---------- Dataset excerpts ----------
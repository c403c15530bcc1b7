//! Component D: the per-provider client actor (spec.md §4.4).
//!
//! Spec.md §9 maps the source's process-per-provider actor onto either
//! "a task with an inbound command channel, or a mutex-guarded struct".
//! We take the mutex-guarded struct option: a [`tokio::sync::Mutex`]
//! held for the full duration of a call (including its retries) gives
//! the same "one call in flight per provider, B and C mutated without
//! external locks" guarantee as a dedicated actor task, with less
//! machinery. This is the same trade the teacher makes in
//! `queues::work::WorkQueue` — a bounded resource guarded by ordinary
//! async primitives rather than a hand-rolled scheduler.

use std::time::{Duration, Instant};

use reqwest::Client as HttpClient;
use serde_json::Value;
use tokio::sync::Mutex;

use crate::{
    circuit_breaker::{Allow, CircuitBreaker, CircuitState},
    config::{CircuitBreakerConfig, ProviderConfig},
    error::{ErrorKind, ProviderError},
    model::{AnswerStatus, Citation, ProviderTag, Usage},
    prelude::*,
    provider::{Adapter, CallParams, adapter_for, classify_http_status, json_recovery},
    rate_limit::{Acquire, TokenBucket},
};

/// Everything the client produces for one call, short of the `run_id`
/// and `round` the coordinator stamps on afterward.
#[derive(Debug, Clone)]
pub struct ProviderCallOutcome {
    pub model: String,
    pub status: AnswerStatus,
    pub answer: Option<String>,
    pub confidence: Option<f64>,
    pub key_claims: Option<Vec<String>>,
    pub assumptions: Option<Vec<String>>,
    pub citations: Option<Vec<Citation>>,
    pub usage: Usage,
    pub latency_ms: u64,
    pub error: Option<ProviderError>,
    pub raw_response: Option<String>,
}

/// State returned by [`ProviderClient::inspect`] (spec.md §6,
/// `ProviderClient.Inspect`).
#[derive(Debug, Clone, Copy)]
pub struct Inspect {
    pub circuit_state: CircuitState,
    pub tokens_available: f64,
}

struct ClientState {
    breaker: CircuitBreaker,
    bucket: TokenBucket,
}

/// One long-lived serialized client for one provider.
pub struct ProviderClient {
    adapter: Box<dyn Adapter>,
    http: HttpClient,
    config: ProviderConfig,
    max_retries: u32,
    debug_mode: bool,
    state: Mutex<ClientState>,
}

impl ProviderClient {
    pub fn new(
        config: ProviderConfig,
        circuit_breaker_config: CircuitBreakerConfig,
        max_retries: u32,
        debug_mode: bool,
    ) -> Self {
        let adapter = adapter_for(config.tag);
        let bucket = config.rate_limit.to_token_bucket();
        let breaker = CircuitBreaker::with_params(
            circuit_breaker_config.failure_threshold,
            circuit_breaker_config.recovery_timeout,
        );
        Self {
            adapter,
            http: HttpClient::new(),
            config,
            max_retries,
            debug_mode,
            state: Mutex::new(ClientState { breaker, bucket }),
        }
    }

    pub fn tag(&self) -> ProviderTag {
        self.config.tag
    }

    /// Current breaker/bucket state, for health reporting.
    pub async fn inspect(&self) -> Inspect {
        let mut guard = self.state.lock().await;
        Inspect {
            circuit_state: guard.breaker.state(),
            tokens_available: guard.bucket.available(),
        }
    }

    /// Run one chat-completion call and parse its Round-1/Round-2 answer
    /// schema (spec.md §4.4, §6).
    #[instrument(level = "debug", skip(self, prompt), fields(provider = %self.config.tag))]
    pub async fn call(&self, prompt: &str, model: Option<&str>) -> ProviderCallOutcome {
        match self.call_raw(prompt, model).await {
            Ok(raw) => match json_recovery::parse_with_recovery(&raw.text)
                .and_then(|value| parse_round_schema(&value))
            {
                Some(parsed) => ProviderCallOutcome {
                    model: raw.model,
                    status: AnswerStatus::Ok,
                    answer: Some(parsed.answer),
                    confidence: parsed.confidence,
                    key_claims: parsed.key_claims,
                    assumptions: parsed.assumptions,
                    citations: parsed.citations,
                    usage: raw.usage,
                    latency_ms: raw.latency_ms,
                    error: None,
                    raw_response: raw.raw_response,
                },
                None => ProviderCallOutcome {
                    model: raw.model,
                    status: AnswerStatus::ParseError,
                    answer: Some(raw.text),
                    confidence: None,
                    key_claims: None,
                    assumptions: None,
                    citations: None,
                    usage: raw.usage,
                    latency_ms: raw.latency_ms,
                    error: Some(ProviderError::new(
                        ErrorKind::ParseError,
                        "assistant text did not contain the expected JSON shape",
                    )),
                    raw_response: raw.raw_response,
                },
            },
            Err(err) => failure_outcome(
                model.unwrap_or(&self.config.default_model).to_owned(),
                err,
                Duration::default(),
            ),
        }
    }

    /// Run one call and return its decoded text undecoded by any
    /// response schema, for callers — namely [`crate::arbiter`] — that
    /// apply their own JSON shape on top (spec.md §4.6).
    #[instrument(level = "debug", skip(self, prompt), fields(provider = %self.config.tag))]
    pub async fn call_raw(&self, prompt: &str, model: Option<&str>) -> Result<RawCall, ProviderError> {
        let model = model.unwrap_or(&self.config.default_model).to_owned();
        let mut guard = self.state.lock().await;

        // Step 1: consult the circuit breaker.
        if guard.breaker.allow() == Allow::Rejected {
            return Err(ProviderError::new(ErrorKind::CircuitOpen, "circuit breaker is open"));
        }

        // Step 2: consult the rate limiter. Does not count against the
        // breaker.
        if guard.bucket.acquire() == Acquire::RateLimited {
            return Err(ProviderError::new(ErrorKind::RateLimited, "local rate limit exceeded"));
        }

        let params = CallParams {
            model: &model,
            prompt,
            temperature: 0.7,
            max_tokens: 4096,
        };

        let mut attempt = 0u32;
        let start = Instant::now();
        loop {
            if attempt > 0 {
                // Retries re-check the breaker (it may have opened from
                // this same call's own prior failure) but not the
                // bucket (spec.md §4.4 step 5).
                if guard.breaker.allow() == Allow::Rejected {
                    return Err(ProviderError::new(ErrorKind::CircuitOpen, "circuit breaker is open"));
                }
            }

            match self.attempt_once(&params, self.config.timeout).await {
                Ok(mut raw) => {
                    guard.breaker.record_success();
                    raw.latency_ms = start.elapsed().as_millis() as u64;
                    return Ok(raw);
                }
                Err(err) if err.is_retryable() && attempt < self.max_retries => {
                    let backoff_ms = 1000u64 * 2u64.pow(attempt);
                    warn!(attempt, backoff_ms, error = %err, "retrying provider call");
                    attempt += 1;
                    tokio::time::sleep(Duration::from_millis(backoff_ms)).await;
                    continue;
                }
                Err(err) => {
                    guard.breaker.record_failure();
                    return Err(err);
                }
            }
        }
    }

    /// Perform exactly one HTTP round trip and normalize the result.
    async fn attempt_once(
        &self,
        params: &CallParams<'_>,
        timeout: Duration,
    ) -> Result<RawCall, ProviderError> {
        let request = self.adapter.build_request(&self.http, &self.config, params);

        let response = match tokio::time::timeout(timeout, request.send()).await {
            Ok(Ok(response)) => response,
            Ok(Err(err)) if err.is_timeout() => {
                return Err(ProviderError::new(ErrorKind::Timeout, err.to_string()));
            }
            Ok(Err(err)) => {
                return Err(ProviderError::new(ErrorKind::NetworkError, err.to_string()));
            }
            Err(_) => {
                return Err(ProviderError::new(ErrorKind::Timeout, "request timed out"));
            }
        };

        let status = response.status();
        if !status.is_success() {
            return Err(classify_http_status(status));
        }

        let raw_text = response
            .text()
            .await
            .map_err(|err| ProviderError::new(ErrorKind::NetworkError, err.to_string()))?;
        let body: Value = serde_json::from_str(&raw_text)
            .map_err(|_| ProviderError::new(ErrorKind::ParseError, "response body is not JSON"))?;

        let decoded = self.adapter.decode_response(params.model, &body)?;
        if decoded.safety_blocked {
            return Err(ProviderError::new(
                ErrorKind::SafetyBlock,
                "provider safety filter triggered",
            ));
        }

        let raw_response = self.debug_mode.then(|| raw_text.clone());

        Ok(RawCall {
            model: decoded.model,
            text: decoded.text,
            usage: decoded.usage,
            latency_ms: 0,
            raw_response,
        })
    }
}

/// The decoded text and usage of one successful provider call, before
/// any caller-specific JSON schema has been applied.
#[derive(Debug, Clone)]
pub struct RawCall {
    pub model: String,
    pub text: String,
    pub usage: Usage,
    pub latency_ms: u64,
    pub raw_response: Option<String>,
}

fn failure_outcome(model: String, err: ProviderError, elapsed: Duration) -> ProviderCallOutcome {
    let status = if err.kind == ErrorKind::Timeout {
        AnswerStatus::Timeout
    } else if err.kind == ErrorKind::ParseError {
        AnswerStatus::ParseError
    } else {
        AnswerStatus::Error
    };
    ProviderCallOutcome {
        model,
        status,
        answer: None,
        confidence: None,
        key_claims: None,
        assumptions: None,
        citations: None,
        usage: Usage::default(),
        latency_ms: elapsed.as_millis() as u64,
        error: Some(err),
        raw_response: None,
    }
}

struct ParsedRoundAnswer {
    answer: String,
    confidence: Option<f64>,
    key_claims: Option<Vec<String>>,
    assumptions: Option<Vec<String>>,
    citations: Option<Vec<Citation>>,
}

/// Parse the Round-1/Round-2 response schema from spec.md §6.
fn parse_round_schema(value: &Value) -> Option<ParsedRoundAnswer> {
    let answer = value.get("answer")?.as_str()?.to_owned();
    let confidence = value
        .get("confidence")
        .and_then(Value::as_f64)
        .map(|c| c.clamp(0.0, 1.0));
    let key_claims = value
        .get("key_claims")
        .and_then(Value::as_array)
        .map(|a| a.iter().filter_map(|v| v.as_str().map(String::from)).collect());
    let assumptions = value
        .get("assumptions")
        .and_then(Value::as_array)
        .map(|a| a.iter().filter_map(|v| v.as_str().map(String::from)).collect());
    let citations = value.get("citations").and_then(Value::as_array).map(|a| {
        a.iter()
            .map(|c| Citation {
                title: c.get("title").and_then(Value::as_str).map(String::from),
                url: c.get("url").and_then(Value::as_str).map(String::from),
            })
            .collect()
    });
    Some(ParsedRoundAnswer {
        answer,
        confidence,
        key_claims,
        assumptions,
        citations,
    })
}

#[cfg(test)]
mod tests {
    use super::*;

    #[test]
    fn test_parse_round_schema_full() {
        let value = json!({
            "answer": "42",
            "confidence": 0.85,
            "key_claims": ["42 is the answer"],
            "assumptions": ["the question was serious"],
            "citations": [{"title": "Life", "url": "https://example.com"}],
        });
        let parsed = parse_round_schema(&value).unwrap();
        assert_eq!(parsed.answer, "42");
        assert_eq!(parsed.confidence, Some(0.85));
        assert_eq!(parsed.key_claims.unwrap(), vec!["42 is the answer"]);
    }

    #[test]
    fn test_parse_round_schema_missing_answer() {
        let value = json!({ "confidence": 0.5 });
        assert!(parse_round_schema(&value).is_none());
    }

    #[test]
    fn test_parse_round_schema_confidence_clamped() {
        let value = json!({ "answer": "x", "confidence": 1.5 });
        let parsed = parse_round_schema(&value).unwrap();
        assert_eq!(parsed.confidence, Some(1.0));
    }
}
----------
Only a number belongs in the answer: the number of lines in the preceding data that hold "ProviderConfig".

Exercise solution: 3